Albers was a mathematician and a theorist as well as an artist and designer. It was his experiments in formulating colour theory while at the Bauhaus – as both student and teacher, in both its Weimar and Dessau periods – that forms a key part of his artistic reputation.
Without You by filmmaker and graphic artist Tal Rosner is an intelligent and engaging reflection on the trademark compositions of one of the 20th century’s true giants of modern art and design, a man of formidable self-discipline in all he created.
The film opens with a line from the Josef Albers poem that inspired the piece:
Calm down
what happens
happens mostly
without you.
It then adopts the sites of nondescript industrial estates in the middle of nowheresville to remix some of Albers’s most characteristic series – such as his long-running Homage to the Square, which builds chromatic interactions of flat coloured squares.
Rapid-cut montages and angled sequences of colour and shape are extracted from the study of the drab prefabricated modern sheds that are among the less welcome aspects of the international legacy of modernism, one of the great gifts of the Bauhaus.
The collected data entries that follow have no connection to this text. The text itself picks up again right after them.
#![doc = include_str!("../README.md")]

pub mod config;
pub mod error;
pub mod lifecycle;
pub mod metrics;
pub mod pipeline;
pub mod types;

// --- 주요 타입 re-export ---
// 각 모듈의 핵심 타입을 크레이트 루트에서 바로 사용할 수 있도록 합니다.

// 에러
pub use error::{
    ConfigError, EngineError, LifecycleError, PipelineError, StoreError, ValidationError,
    VigilError,
};

// 설정
pub use config::VigilConfig;

// 생명주기
pub use lifecycle::JobEvent;

// 파이프라인 trait
pub use pipeline::{HealthStatus, Pipeline};

// 도메인 타입
pub use types::{Job, JobFilter, JobId, JobStatus, ScanOptions, ScanResult, Severity, StatusUpdate};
On top of all this is mapped a pastoral layer that keeps creeping into the ghost of the machine – sketches of birds and trees and shots of billowing clouds. You can even hear birdsong amid the factory soundtrack of precision clicks and clanks.
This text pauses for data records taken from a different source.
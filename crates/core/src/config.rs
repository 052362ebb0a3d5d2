//! 설정 관리: vigil.toml 파싱 및 런타임 설정
//!
//! [`VigilConfig`]는 모든 컴포넌트의 설정을 담는 최상위 구조체입니다.
//!
//! # 설정 로딩 우선순위
//! 1. CLI 인자 (최고 우선)
//! 2. 환경변수 (`VIGIL_DISPATCHER_POLL_INTERVAL_SECS=5` 형식)
//! 3. 설정 파일 (`vigil.toml`)
//! 4. 기본값 (`Default` 구현)
//!
//! # 사용 예시
//! ```no_run
//! # async fn example() -> Result<(), vigil_core::error::VigilError> {
//! use vigil_core::config::VigilConfig;
//!
//! // 파일에서 로드 + 환경변수 오버라이드
//! let config = VigilConfig::load("vigil.toml").await?;
//!
//! // TOML 문자열에서 직접 파싱
//! let config = VigilConfig::parse("[general]\nlog_level = \"debug\"")?;
//! # Ok(())
//! # }
//! ```

use std::net::{IpAddr, SocketAddr};
use std::path::Path;

use serde::{Deserialize, Serialize};
use tracing::warn;

use crate::error::{ConfigError, VigilError};

/// 디스패치 주기 상한 (초)
pub const MAX_POLL_INTERVAL_SECS: u64 = 3600;
/// 동시 실행 작업 수 상한
pub const MAX_CONCURRENT_SCANS: usize = 256;
/// 종료 유예 시간 상한 (초)
pub const MAX_SHUTDOWN_GRACE_SECS: u64 = 600;

/// Vigil 통합 설정
///
/// `vigil.toml` 파일의 최상위 구조를 나타냅니다.
/// 각 컴포넌트는 자기 섹션만 읽어 사용합니다.
#[derive(Debug, Clone, Default, Serialize, Deserialize)]
pub struct VigilConfig {
    /// 일반 설정
    #[serde(default)]
    pub general: GeneralConfig,
    /// HTTP API 설정
    #[serde(default)]
    pub api: ApiConfig,
    /// 작업 저장소 설정
    #[serde(default)]
    pub store: StoreConfig,
    /// 디스패처 설정
    #[serde(default)]
    pub dispatcher: DispatcherConfig,
    /// 스캔 엔진 설정
    #[serde(default)]
    pub engine: EngineConfig,
    /// 메트릭 설정
    #[serde(default)]
    pub metrics: MetricsConfig,
}

impl VigilConfig {
    /// TOML 파일에서 설정을 로드하고 환경변수 오버라이드를 적용합니다.
    pub async fn load(path: impl AsRef<Path>) -> Result<Self, VigilError> {
        let mut config = Self::from_file(path).await?;
        config.apply_env_overrides();
        config.validate()?;
        Ok(config)
    }

    /// TOML 파일에서 설정을 로드합니다 (환경변수 오버라이드 없음).
    pub async fn from_file(path: impl AsRef<Path>) -> Result<Self, VigilError> {
        let path = path.as_ref();
        let content = tokio::fs::read_to_string(path).await.map_err(|e| {
            if e.kind() == std::io::ErrorKind::NotFound {
                VigilError::Config(ConfigError::FileNotFound {
                    path: path.display().to_string(),
                })
            } else {
                VigilError::Io(e)
            }
        })?;
        let config = Self::parse(&content)?;
        config.validate()?;
        Ok(config)
    }

    /// TOML 문자열에서 설정을 파싱합니다.
    pub fn parse(toml_str: &str) -> Result<Self, VigilError> {
        toml::from_str(toml_str).map_err(|e| {
            VigilError::Config(ConfigError::ParseFailed {
                reason: e.to_string(),
            })
        })
    }

    /// 환경변수로 설정값을 오버라이드합니다.
    ///
    /// 환경변수 네이밍 규칙: `VIGIL_{SECTION}_{FIELD}`
    /// 예: `VIGIL_STORE_BACKEND=sqlite`
    pub fn apply_env_overrides(&mut self) {
        // General
        override_string(&mut self.general.log_level, "VIGIL_GENERAL_LOG_LEVEL");
        override_string(&mut self.general.log_format, "VIGIL_GENERAL_LOG_FORMAT");

        // API
        override_bool(&mut self.api.enabled, "VIGIL_API_ENABLED");
        override_string(&mut self.api.bind, "VIGIL_API_BIND");

        // Store
        override_string(&mut self.store.backend, "VIGIL_STORE_BACKEND");
        override_string(&mut self.store.sqlite_path, "VIGIL_STORE_SQLITE_PATH");

        // Dispatcher
        override_u64(
            &mut self.dispatcher.poll_interval_secs,
            "VIGIL_DISPATCHER_POLL_INTERVAL_SECS",
        );
        override_usize(
            &mut self.dispatcher.max_concurrent_scans,
            "VIGIL_DISPATCHER_MAX_CONCURRENT_SCANS",
        );
        override_u64(
            &mut self.dispatcher.shutdown_grace_secs,
            "VIGIL_DISPATCHER_SHUTDOWN_GRACE_SECS",
        );
        override_bool(
            &mut self.dispatcher.recover_orphans,
            "VIGIL_DISPATCHER_RECOVER_ORPHANS",
        );

        // Engine
        override_string(&mut self.engine.binary, "VIGIL_ENGINE_BINARY");
        override_string(&mut self.engine.templates_dir, "VIGIL_ENGINE_TEMPLATES_DIR");
        override_u32(&mut self.engine.concurrency, "VIGIL_ENGINE_CONCURRENCY");
        override_u32(&mut self.engine.rate_limit, "VIGIL_ENGINE_RATE_LIMIT");
        override_u32(&mut self.engine.timeout_secs, "VIGIL_ENGINE_TIMEOUT_SECS");
        override_u32(&mut self.engine.retries, "VIGIL_ENGINE_RETRIES");
        override_bool(&mut self.engine.headless, "VIGIL_ENGINE_HEADLESS");
        override_bool(
            &mut self.engine.follow_redirects,
            "VIGIL_ENGINE_FOLLOW_REDIRECTS",
        );

        // Metrics
        override_bool(&mut self.metrics.enabled, "VIGIL_METRICS_ENABLED");
        override_string(&mut self.metrics.listen_addr, "VIGIL_METRICS_LISTEN_ADDR");
        override_u16(&mut self.metrics.port, "VIGIL_METRICS_PORT");
    }

    /// 설정값의 유효성을 검증합니다.
    pub fn validate(&self) -> Result<(), VigilError> {
        // log_level 검증
        let valid_levels = ["trace", "debug", "info", "warn", "error"];
        if !valid_levels.contains(&self.general.log_level.as_str()) {
            return Err(invalid(
                "general.log_level",
                format!("must be one of: {}", valid_levels.join(", ")),
            ));
        }

        // log_format 검증
        let valid_formats = ["json", "pretty"];
        if !valid_formats.contains(&self.general.log_format.as_str()) {
            return Err(invalid(
                "general.log_format",
                format!("must be one of: {}", valid_formats.join(", ")),
            ));
        }

        if self.api.enabled && self.api.bind.parse::<SocketAddr>().is_err() {
            return Err(invalid(
                "api.bind",
                format!("'{}' is not a valid socket address", self.api.bind),
            ));
        }

        // store backend 검증
        let valid_backends = ["memory", "sqlite"];
        if !valid_backends.contains(&self.store.backend.as_str()) {
            return Err(invalid(
                "store.backend",
                format!("must be one of: {}", valid_backends.join(", ")),
            ));
        }
        if self.store.backend == "sqlite" && self.store.sqlite_path.trim().is_empty() {
            return Err(invalid(
                "store.sqlite_path",
                "must not be empty when backend is sqlite".to_owned(),
            ));
        }

        // dispatcher 범위 검증
        let interval = self.dispatcher.poll_interval_secs;
        if interval == 0 || interval > MAX_POLL_INTERVAL_SECS {
            return Err(invalid(
                "dispatcher.poll_interval_secs",
                format!("must be between 1 and {MAX_POLL_INTERVAL_SECS}, got {interval}"),
            ));
        }
        let slots = self.dispatcher.max_concurrent_scans;
        if slots == 0 || slots > MAX_CONCURRENT_SCANS {
            return Err(invalid(
                "dispatcher.max_concurrent_scans",
                format!("must be between 1 and {MAX_CONCURRENT_SCANS}, got {slots}"),
            ));
        }
        if self.dispatcher.shutdown_grace_secs > MAX_SHUTDOWN_GRACE_SECS {
            return Err(invalid(
                "dispatcher.shutdown_grace_secs",
                format!(
                    "must be at most {MAX_SHUTDOWN_GRACE_SECS}, got {}",
                    self.dispatcher.shutdown_grace_secs
                ),
            ));
        }

        if self.engine.binary.trim().is_empty() {
            return Err(invalid("engine.binary", "must not be empty".to_owned()));
        }

        if self.metrics.enabled && self.metrics.listen_addr.parse::<IpAddr>().is_err() {
            return Err(invalid(
                "metrics.listen_addr",
                format!("'{}' is not a valid IP address", self.metrics.listen_addr),
            ));
        }

        Ok(())
    }
}

fn invalid(field: &str, reason: String) -> VigilError {
    ConfigError::InvalidValue {
        field: field.to_owned(),
        reason,
    }
    .into()
}

/// 일반 설정
#[derive(Debug, Clone, Serialize, Deserialize)]
#[serde(default)]
pub struct GeneralConfig {
    /// 로그 레벨 (trace, debug, info, warn, error)
    pub log_level: String,
    /// 로그 형식 (json, pretty)
    pub log_format: String,
}

impl Default for GeneralConfig {
    fn default() -> Self {
        Self {
            log_level: "info".to_owned(),
            log_format: "json".to_owned(),
        }
    }
}

/// HTTP API 설정
#[derive(Debug, Clone, Serialize, Deserialize)]
#[serde(default)]
pub struct ApiConfig {
    /// 활성화 여부
    pub enabled: bool,
    /// 수신 주소 (인증이 없으므로 기본은 루프백)
    pub bind: String,
}

impl Default for ApiConfig {
    fn default() -> Self {
        Self {
            enabled: true,
            bind: "127.0.0.1:3742".to_owned(),
        }
    }
}

/// 작업 저장소 설정
#[derive(Debug, Clone, Serialize, Deserialize)]
#[serde(default)]
pub struct StoreConfig {
    /// 백엔드 (memory, sqlite)
    pub backend: String,
    /// SQLite 데이터베이스 파일 경로
    pub sqlite_path: String,
}

impl Default for StoreConfig {
    fn default() -> Self {
        Self {
            backend: "memory".to_owned(),
            sqlite_path: "/var/lib/vigil/vigil.db".to_owned(),
        }
    }
}

/// 디스패처 설정
#[derive(Debug, Clone, Serialize, Deserialize)]
#[serde(default)]
pub struct DispatcherConfig {
    /// 디스패치 주기 (초)
    pub poll_interval_secs: u64,
    /// 동시에 실행할 수 있는 최대 작업 수
    pub max_concurrent_scans: usize,
    /// 종료 시 진행 중 작업을 기다리는 시간 (초)
    pub shutdown_grace_secs: u64,
    /// 시작 시 `Running`으로 남은 작업을 `Failed`로 정리할지 여부
    pub recover_orphans: bool,
}

impl Default for DispatcherConfig {
    fn default() -> Self {
        Self {
            poll_interval_secs: 20,
            max_concurrent_scans: 4,
            shutdown_grace_secs: 10,
            recover_orphans: true,
        }
    }
}

/// 스캔 엔진 설정
///
/// 숫자 필드는 작업 옵션이 0일 때 사용하는 기본값입니다.
#[derive(Debug, Clone, Serialize, Deserialize)]
#[serde(default)]
pub struct EngineConfig {
    /// 외부 스캐너 실행 파일
    pub binary: String,
    /// 템플릿 디렉토리
    pub templates_dir: String,
    /// 기본 병렬 요청 수
    pub concurrency: u32,
    /// 기본 초당 요청 수
    pub rate_limit: u32,
    /// 기본 요청 타임아웃 (초)
    pub timeout_secs: u32,
    /// 기본 재시도 횟수
    pub retries: u32,
    /// 기본 헤드리스 모드
    pub headless: bool,
    /// 기본 리다이렉트 추적
    pub follow_redirects: bool,
}

impl Default for EngineConfig {
    fn default() -> Self {
        Self {
            binary: "nuclei".to_owned(),
            templates_dir: "./templates".to_owned(),
            concurrency: 10,
            rate_limit: 100,
            timeout_secs: 30,
            retries: 3,
            headless: false,
            follow_redirects: true,
        }
    }
}

/// 메트릭 설정
#[derive(Debug, Clone, Serialize, Deserialize)]
#[serde(default)]
pub struct MetricsConfig {
    /// Prometheus exporter 활성화 여부
    pub enabled: bool,
    /// 수신 주소
    pub listen_addr: String,
    /// 수신 포트
    pub port: u16,
}

impl Default for MetricsConfig {
    fn default() -> Self {
        Self {
            enabled: false,
            listen_addr: "127.0.0.1".to_owned(),
            port: 9100,
        }
    }
}

// --- 환경변수 오버라이드 헬퍼 ---

fn override_string(target: &mut String, env_key: &str) {
    if let Ok(val) = std::env::var(env_key) {
        *target = val;
    }
}

fn override_parsed<T: std::str::FromStr>(target: &mut T, env_key: &str, type_name: &str) {
    if let Ok(val) = std::env::var(env_key) {
        match val.trim().parse::<T>() {
            Ok(parsed) => *target = parsed,
            Err(_) => warn!(
                env_key,
                value = val.as_str(),
                "failed to parse {type_name} from env var, ignoring"
            ),
        }
    }
}

fn override_bool(target: &mut bool, env_key: &str) {
    override_parsed(target, env_key, "bool");
}

fn override_usize(target: &mut usize, env_key: &str) {
    override_parsed(target, env_key, "usize");
}

fn override_u16(target: &mut u16, env_key: &str) {
    override_parsed(target, env_key, "u16");
}

fn override_u32(target: &mut u32, env_key: &str) {
    override_parsed(target, env_key, "u32");
}

fn override_u64(target: &mut u64, env_key: &str) {
    override_parsed(target, env_key, "u64");
}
Without You can be read in a number of ways – as a pure visual design essay that is a delight to the eye, a critique on modernism, as a lament for the pastoral. What it does for this viewer is to pay homage to the primary-coloured geometric greatness of Albers and his peers while simultaneously evoking a sense of loss at what the modern industrial world, so clinically catalysed by the Bauhaus, has displaced or destroyed.
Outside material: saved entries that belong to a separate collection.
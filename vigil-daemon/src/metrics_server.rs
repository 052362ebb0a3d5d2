//! Prometheus metrics HTTP server.
//!
//! Uses the built-in HTTP listener from `metrics-exporter-prometheus`
//! to expose the scrape endpoint.
//!
//! # Usage
//!
//! ```ignore
//! let config = MetricsConfig::default();
//! install_metrics_recorder(&config)?;
//! // After this, all metrics::counter!() and metrics::gauge!() calls are recorded
//! ```

use std::net::SocketAddr;

use anyhow::Result;
use metrics_exporter_prometheus::PrometheusBuilder;
use vigil_core::config::MetricsConfig;

/// Parse the configured listen address and port.
pub fn listen_addr(config: &MetricsConfig) -> Result<SocketAddr> {
    format!("{}:{}", config.listen_addr, config.port)
        .parse()
        .map_err(|e| anyhow::anyhow!("invalid metrics listen address: {}", e))
}

/// Install the global metrics recorder and start the HTTP listener.
///
/// This function should be called once per process.
///
/// # Errors
///
/// - Socket binding fails
/// - Global recorder is already installed
pub fn install_metrics_recorder(config: &MetricsConfig) -> Result<()> {
    let addr = listen_addr(config)?;

    if addr.ip().is_unspecified() {
        tracing::warn!(
            listen_addr = %addr,
            "metrics endpoint is exposed on all interfaces; restrict listen_addr in untrusted networks"
        );
    }

    tracing::info!(listen_addr = %addr, "installing Prometheus metrics recorder");

    PrometheusBuilder::new()
        .with_http_listener(addr)
        .install()
        .map_err(|e| anyhow::anyhow!("failed to install metrics recorder: {}", e))?;

    vigil_core::metrics::describe_all();

    tracing::info!(listen_addr = %addr, "Prometheus metrics endpoint active");
    Ok(())
}

#[cfg(test)]
mod tests {
    use super::*;

    #[test]
    fn listen_addr_joins_host_and_port() {
        let config = MetricsConfig {
            enabled: true,
            listen_addr: "127.0.0.1".to_owned(),
            port: 9100,
        };
        assert_eq!(listen_addr(&config).unwrap().port(), 9100);
    }

    #[test]
    fn listen_addr_rejects_hostname() {
        let config = MetricsConfig {
            enabled: true,
            listen_addr: "not an ip".to_owned(),
            port: 9100,
        };
        assert!(listen_addr(&config).is_err());
    }
}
The abstract design principles and rigid colour theories of Albers and his fellow masters Gropius, Breuer and Moholy-Nagy, have often been criticised as leading to an architecture reduced to an entirely aesthetic construct in a world devoid of real human contact.
Rosner casts an expressive animator’s eye over the acreage of industrial ugliness, the pylons, steel shutters and surveillance cameras, incongruously drawing out the vivid and intense design experiments that lie beneath its monotonous surface and alluding to the natural world it has erased.
One is encouraged to think that if Josef Albers had enjoyed access to digital filmmaking techniques in Dessau, he would have produced something with the qualities of Without You.
Author
Jeremy Myerson is director of the Helen Hamlyn Centre at the Royal College of Art, London, and the author of a number of books on design and visual culture.